Folk theorem (game theory)
A folk theorem describes the possible equilibria in repeated games. The field of application of the Folk Theorem is the modeling of long-term contracts and interactions of people (for example, loan agreements, partnership agreements, (implicit) contracts, behavior in marriage or any other social bond, ...).
Naming
The name was given the theorem probably out of the fact that it was before its formulation in the minds of game theorists as evident and it is due to any individual scientist, but only the " scientific people" as a whole. According to another opinion, the statement of the folk theorem is understood that they implicitly long before the scientific writing in the collective knowledge of the people, of the people, was nonexistent.

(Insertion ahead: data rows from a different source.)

impl RunState {
    pub fn new(keyboard: Box<dyn Input>, out: Box<dyn Write>) -> Self {
        Self {
            mem: Memory::new(keyboard),
            reg: Registers::new(PC_START),
            running: true,
            out,
            trace: false,
        }
    }

    /// Copy image into memory at its origin. Returns amount of words which fit.
    pub fn load(&mut self, image: &Image) -> usize {
        self.mem.load(image.orig(), image.words())
    }

    pub fn set_trace(&mut self, trace: bool) {
        self.trace = trace;
    }

    pub fn is_running(&self) -> bool {
        self.running
    }

    pub fn pc(&self) -> u16 {
        self.reg.pc()
    }

    pub fn set_pc(&mut self, pc: u16) {
        self.reg.set_pc(pc);
    }

    pub fn reg(&self, reg: Register) -> u16 {
        self.reg.get(reg)
    }

    pub fn flag(&self) -> RunFlag {
        self.reg.flag()
    }

    /// Inspect memory, without triggering any device.
    pub fn mem(&self, addr: u16) -> u16 {
        self.mem.peek(addr)
    }

    /// Run until `HALT`, or until a fault.
    pub fn run(&mut self) -> Result<(), Fault> {
        while self.running {
            self.step()?;
        }
        Ok(())
    }

    /// Fetch, decode and execute a single instruction.
    pub fn step(&mut self) -> Result<(), Fault> {
        // PC incremented before instruction is performed
        let addr = self.reg.advance_pc();
        let word = self.mem.read(addr);
        let instr = Instruction::from(word);
        if self.trace {
            tprintln!("0x{:04x}  0x{:04x}  {:?}", addr, word, instr);
        }
        self.execute(instr, addr)
    }

    fn execute(&mut self, instr: Instruction, addr: u16) -> Result<(), Fault> {
        match instr {
            Instruction::Br { nzp, offset } => self.br(nzp, offset),
            Instruction::Add { dr, sr1, op2 } => self.add(dr, sr1, op2),
            Instruction::Ld { dr, offset } => self.ld(dr, offset),
            Instruction::St { sr, offset } => self.st(sr, offset),
            Instruction::Jsr { target } => self.jsr(target),
            Instruction::And { dr, sr1, op2 } => self.and(dr, sr1, op2),
            Instruction::Ldr { dr, base, offset } => self.ldr(dr, base, offset),
            Instruction::Str { sr, base, offset } => self.str(sr, base, offset),
            Instruction::Not { dr, sr } => self.not(dr, sr),
            Instruction::Ldi { dr, offset } => self.ldi(dr, offset),
            Instruction::Sti { sr, offset } => self.sti(sr, offset),
            Instruction::Jmp { base } => self.jmp(base),
            Instruction::Lea { dr, offset } => self.lea(dr, offset),
            Instruction::Trap { vect } => self.trap(vect)?,
            Instruction::Rti | Instruction::Res => {
                return Err(Fault::Undefined {
                    opcode: instr.opcode(),
                    addr,
                });
            }
        }
        Ok(())
    }

    #[inline]
    fn set_result(&mut self, dr: Register, val: u16) {
        self.reg.set(dr, val);
        self.reg.update_flags(dr);
    }

    #[inline]
    fn pc_relative(&self, offset: u16) -> u16 {
        self.reg.pc().wrapping_add(offset)
    }

    fn operand(&self, op2: Operand) -> u16 {
        match op2 {
            Operand::Register(sr2) => self.reg.get(sr2),
            Operand::Immediate(imm) => imm,
        }
    }

    fn br(&mut self, nzp: u16, offset: u16) {
        if self.reg.flag() as u16 & nzp != 0 {
            self.reg.set_pc(self.pc_relative(offset));
        }
    }

    fn add(&mut self, dr: Register, sr1: Register, op2: Operand) {
        let res = self.reg.get(sr1).wrapping_add(self.operand(op2));
        self.set_result(dr, res);
    }

    fn and(&mut self, dr: Register, sr1: Register, op2: Operand) {
        let res = self.reg.get(sr1) & self.operand(op2);
        self.set_result(dr, res);
    }

    fn not(&mut self, dr: Register, sr: Register) {
        let res = !self.reg.get(sr);
        self.set_result(dr, res);
    }

    fn jmp(&mut self, base: Register) {
        self.reg.set_pc(self.reg.get(base));
    }

    fn jsr(&mut self, target: JsrTarget) {
        self.reg.set(Register::R7, self.reg.pc());
        let pc = match target {
            JsrTarget::Offset(offset) => self.pc_relative(offset),
            JsrTarget::Register(base) => self.reg.get(base),
        };
        self.reg.set_pc(pc);
    }

    fn ld(&mut self, dr: Register, offset: u16) {
        let val = self.mem.read(self.pc_relative(offset));
        self.set_result(dr, val);
    }

    fn ldi(&mut self, dr: Register, offset: u16) {
        let ptr = self.mem.read(self.pc_relative(offset));
        let val = self.mem.read(ptr);
        self.set_result(dr, val);
    }

    fn ldr(&mut self, dr: Register, base: Register, offset: u16) {
        let ptr = self.reg.get(base).wrapping_add(offset);
        let val = self.mem.read(ptr);
        self.set_result(dr, val);
    }

    fn lea(&mut self, dr: Register, offset: u16) {
        let val = self.pc_relative(offset);
        self.set_result(dr, val);
    }

    fn st(&mut self, sr: Register, offset: u16) {
        self.mem.write(self.pc_relative(offset), self.reg.get(sr));
    }

    fn sti(&mut self, sr: Register, offset: u16) {
        let ptr = self.mem.read(self.pc_relative(offset));
        self.mem.write(ptr, self.reg.get(sr));
    }

    fn str(&mut self, sr: Register, base: Register, offset: u16) {
        let ptr = self.reg.get(base).wrapping_add(offset);
        self.mem.write(ptr, self.reg.get(sr));
    }
}

impl fmt::Debug for RunState {
    fn fmt(&self, f: &mut fmt::Formatter<'_>) -> fmt::Result {
        f.debug_struct("RunState")
            .field("mem", &self.mem)
            .field("reg", &self.reg)
            .field("running", &self.running)
            .finish_non_exhaustive()
    }
}

impl From<io::Error> for Fault {
    fn from(err: io::Error) -> Self {
        Self::Io(err)
    }
}

impl fmt::Display for Fault {
    fn fmt(&self, f: &mut fmt::Formatter<'_>) -> fmt::Result {
        match self {
            Self::Undefined { opcode, addr } => write!(
                f,
                "Fetched undefined opcode {:?} (0x{:x}) at address 0x{:04x}",
                opcode, *opcode as u8, addr
            ),
            Self::Io(err) => write!(f, "Failed to write program output: {err}"),
        }
    }
}
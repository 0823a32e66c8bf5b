use miette::{miette, Report, Severity};

// Image errors

pub fn image_unaligned(len: usize) -> Report {
    miette!(
        severity = Severity::Error,
        code = "image::unaligned",
        help = "images are made of 16-bit words; the file may be truncated or not an LC3 image",
        "File is not aligned to 16 bits ({len} bytes)",
    )
}

pub fn image_empty() -> Report {
    miette!(
        severity = Severity::Error,
        code = "image::empty",
        help = "the first word of an image is the address to load it at",
        "Image has no origin word",
    )
}

pub fn image_truncated(orig: u16, len: usize) -> Report {
    miette!(
        severity = Severity::Warning,
        code = "image::truncated",
        help = "words past address 0xffff are not loaded",
        "Image at 0x{orig:04x} with {len} words does not fit in memory",
    )
}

Despite the intuitiveness of the statements of mathematical proof is not trivial and should not be done here. The theorem is only explained in words.
To see naming wrong Zipfsches law.
Statement of the theorem
In an infinitely repeated game with players and a finite set of actions can be any combination of individually rational, achievable disbursements be supported as a subgame perfect Nash equilibrium.
Explanation
A Nash equilibrium in a repeated game is a strategy combination in which no player - for given strategies of the other - can improve by deviating in any period. Each player discounted payments from future rounds with a (individual) discount factor. The current value of the game for the player is therefore given by
If the discount factor is high ( close to 1), the future is only slightly discounted, ie the future is important, and the player is patient. Future payments are heavy. The player will not put the future payments due to a unique Abweichgewinns " at risk ".
In a Nash equilibrium each player at least a payoff equal to his maximin payoff must get on average. Payouts that are at least as large as the maximin payoff, hot individually rational. An individually rational payoff is connected to an advantage over the maximin payoff.
A long-term balance is achieved by the players alternately threaten at deviation from the " desired " behavior punishment. Such punishment is the one-time withdrawal of the benefit in the next period ( " tit for tat " ) or even the resolution of the game and the loss of benefits in all subsequent periods ( "grim strategy" ).
" Subgame perfection " means that these threats are credible, ie that the punishing players by punishing non-self- harm ( if he accepts the behavior of his opponent as a given ).
Payoff profiles that are not individually rational for each player, can not as a long- term equilibrium implement ( since each player can always back up the maximin payoff without the participation of the other players).
Deviation from equilibrium
There are, according to the folk theorem in two ways, why a player deviates despite punishment from equilibrium. This is again a low or even zero-valent - the player is not the future important. On the other hand, the player will be different if the probability that the game ends, is very high and it has persisted despite a possibly high reckons that he can not draw further advantages from the game.